Sir: Julia Stephenson, in her praise of Green councillors and their actions in Norwich and Kirklees (The Green Goddess, 4 May), forgot to mention that both these local authorities are controlled by Liberal Democrats.



Votes for women

Sir: As a New Zealander who is tired of Australians always coming first, I can't help but point out that New Zealand achieved universal suffrage in 1893, the first country in the world, I believe ("Suffragette in Australia", letter, 10 May). One of New Zealand's leading suffragettes was Kate Sheppard, who was born in Liverpool to Scottish parents. She now appears on the NZ $10 note.



Make friends with rooks

Sir: Alex James must not be distracted from his rural bloodsport of shooting rooks (The Great Escape, 10 May) but he is obviously unaware that rooks eat leather-jackets, so he is depriving himself and his lawn of natural predators.

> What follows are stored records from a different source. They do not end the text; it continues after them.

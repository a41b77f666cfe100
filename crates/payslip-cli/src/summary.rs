use comfy_table::modifiers::{UTF8_ROUND_CORNERS, UTF8_SOLID_INNER_BORDERS};
use comfy_table::presets::{UTF8_FULL, UTF8_FULL_CONDENSED};
use comfy_table::{Attribute, Cell, CellAlignment, Color, ContentArrangement, Table};

use payslip_map::{MissingColumn, VariantMappings};
use payslip_model::Category;

use crate::types::GenerateResult;

pub fn print_summary(result: &GenerateResult) {
    println!("Sheet: {} ({})", result.sheet_name, result.variant);
    println!("Month: {}", result.month);
    if let Some(first) = result.outputs.first() {
        let location = if result.outputs.len() == 1 {
            first.display().to_string()
        } else {
            first
                .parent()
                .map(|dir| dir.display().to_string())
                .unwrap_or_default()
        };
        println!("Output: {location}");
    }

    let mut table = Table::new();
    table.set_header(vec![
        header_cell("Rows"),
        header_cell("Generated"),
        header_cell("Failed"),
        header_cell("Files"),
    ]);
    apply_summary_table_style(&mut table);
    for index in 0..4 {
        align_column(&mut table, index, CellAlignment::Right);
    }
    table.add_row(vec![
        Cell::new(result.rows),
        Cell::new(result.generated)
            .fg(Color::Green)
            .add_attribute(Attribute::Bold),
        count_cell(result.issues.len(), Color::Red),
        count_cell(result.outputs.len(), Color::Cyan),
    ]);
    println!("{table}");

    if result.issues.is_empty() {
        return;
    }
    let mut issues = Table::new();
    issues.set_header(vec![header_cell("Row"), header_cell("Error")]);
    apply_table_style(&mut issues);
    align_column(&mut issues, 0, CellAlignment::Right);
    for issue in &result.issues {
        issues.add_row(vec![Cell::new(issue.row), Cell::new(&issue.message).fg(Color::Red)]);
    }
    println!();
    println!("Skipped rows:");
    println!("{issues}");
}

pub fn print_mappings(variant: &str, mappings: &VariantMappings) {
    let mut table = Table::new();
    table.set_header(vec![
        header_cell("Category"),
        header_cell("#"),
        header_cell("Name"),
        header_cell("Columns"),
    ]);
    apply_table_style(&mut table);
    align_column(&mut table, 1, CellAlignment::Right);
    for category in Category::ALL {
        let entries = mappings.category(category);
        if entries.is_empty() {
            table.add_row(vec![category_cell(category), dim_cell("-"), dim_cell("none"), dim_cell("-")]);
            continue;
        }
        for (idx, entry) in entries.iter().enumerate() {
            let columns = if entry.columns.is_double() {
                Cell::new(&entry.columns).fg(Color::Yellow)
            } else {
                Cell::new(&entry.columns)
            };
            table.add_row(vec![
                category_cell(category),
                Cell::new(idx + 1),
                Cell::new(entry.name.render()),
                columns,
            ]);
        }
    }
    println!("Variant: {variant}");
    println!("{table}");
}

pub fn print_columns(headers: &[String]) {
    let mut table = Table::new();
    table.set_header(vec![header_cell("#"), header_cell("Column")]);
    apply_table_style(&mut table);
    align_column(&mut table, 0, CellAlignment::Right);
    for (idx, header) in headers.iter().enumerate() {
        let cell = if header.starts_with("Unnamed: ") {
            dim_cell(header)
        } else {
            Cell::new(header)
        };
        table.add_row(vec![Cell::new(idx + 1), cell]);
    }
    println!("{table}");
}

pub fn print_missing(missing: &[MissingColumn]) {
    if missing.is_empty() {
        println!("All mapped columns are present.");
        return;
    }
    let mut table = Table::new();
    table.set_header(vec![
        header_cell("Category"),
        header_cell("Name"),
        header_cell("Missing column"),
        header_cell("Did you mean"),
    ]);
    apply_table_style(&mut table);
    for item in missing {
        let suggestion = match &item.suggestion {
            Some(header) => Cell::new(header).fg(Color::Green),
            None => dim_cell("-"),
        };
        table.add_row(vec![
            category_cell(item.category),
            Cell::new(item.name.render()),
            Cell::new(&item.column).fg(Color::Red),
            suggestion,
        ]);
    }
    println!("Missing columns:");
    println!("{table}");
}

fn apply_table_style(table: &mut Table) {
    table
        .load_preset(UTF8_FULL_CONDENSED)
        .apply_modifier(UTF8_ROUND_CORNERS)
        .set_content_arrangement(ContentArrangement::Dynamic)
        .set_width(120);
}

fn apply_summary_table_style(table: &mut Table) {
    table
        .load_preset(UTF8_FULL)
        .apply_modifier(UTF8_ROUND_CORNERS)
        .apply_modifier(UTF8_SOLID_INNER_BORDERS)
        .set_content_arrangement(ContentArrangement::Dynamic)
        .set_width(80);
}

fn align_column(table: &mut Table, index: usize, alignment: CellAlignment) {
    if let Some(column) = table.column_mut(index) {
        column.set_cell_alignment(alignment);
    }
}

fn header_cell(label: &str) -> Cell {
    Cell::new(label)
        .fg(Color::Cyan)
        .add_attribute(Attribute::Bold)
}

fn category_cell(category: Category) -> Cell {
    match category {
        Category::Earnings => Cell::new(category).fg(Color::Green),
        Category::Deductions => Cell::new(category).fg(Color::Magenta),
    }
}

fn count_cell(count: usize, color: Color) -> Cell {
    if count > 0 {
        Cell::new(count).fg(color).add_attribute(Attribute::Bold)
    } else {
        dim_cell(count)
    }
}

fn dim_cell<T: ToString>(value: T) -> Cell {
    Cell::new(value).fg(Color::DarkGrey)
}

Maybe he could invest some of his cartridge money in a few chimney cowls to prevent the rooks falling down his chimney and use the time he saves peppering them with lead shot to enjoy watching their neighbourly activities in the rookery.



Sword of justice

Sir: Your striking cover shot of 27 April set me wondering: why does the Old Bailey's statue of Justice still clutch a sword in her right hand? As we no longer despatch cold-hearted killers - opting instead to "punish" them with a decade or so of free room and board - shouldn't she nowadays hold aloft an oversized key?